_Task_: Identify the lines in the data below that contain "main" and give only how many there are.

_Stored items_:
· · · · ·
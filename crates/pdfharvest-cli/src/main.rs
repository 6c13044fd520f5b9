//! CLI application for extracting and analyzing data from PDF invoices and reports.

mod commands;

use clap::{Parser, Subcommand};
use tracing::Level;
use tracing_subscriber::FmtSubscriber;

use commands::{config, run};

/// Extract structured data from PDF invoices and reports, then analyze it
#[derive(Parser)]
#[command(name = "pdfharvest")]
#[command(author, version, about, long_about = None)]
#[command(subcommand_negates_reqs = true)]
struct Cli {
    /// Enable verbose output
    #[arg(short, long, action = clap::ArgAction::Count, global = true)]
    verbose: u8,

    /// Path to config file
    #[arg(short, long, global = true)]
    config: Option<String>,

    #[command(flatten)]
    run: run::RunArgs,

    #[command(subcommand)]
    command: Option<Commands>,
}

#[derive(Subcommand)]
enum Commands {
    /// Manage configuration
    Config(config::ConfigArgs),
}

fn main() -> anyhow::Result<()> {
    let cli = Cli::parse();

    // Set up logging based on verbosity
    let level = match cli.verbose {
        0 => Level::WARN,
        1 => Level::INFO,
        2 => Level::DEBUG,
        _ => Level::TRACE,
    };

    let subscriber = FmtSubscriber::builder()
        .with_max_level(level)
        .with_target(false)
        .with_writer(std::io::stderr)
        .finish();

    tracing::subscriber::set_global_default(subscriber)?;

    match cli.command {
        Some(Commands::Config(args)) => config::run(args, cli.config.as_deref()),
        None => run::run(cli.run, cli.config.as_deref()),
    }
}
· · · · ·
_Your solution_: 2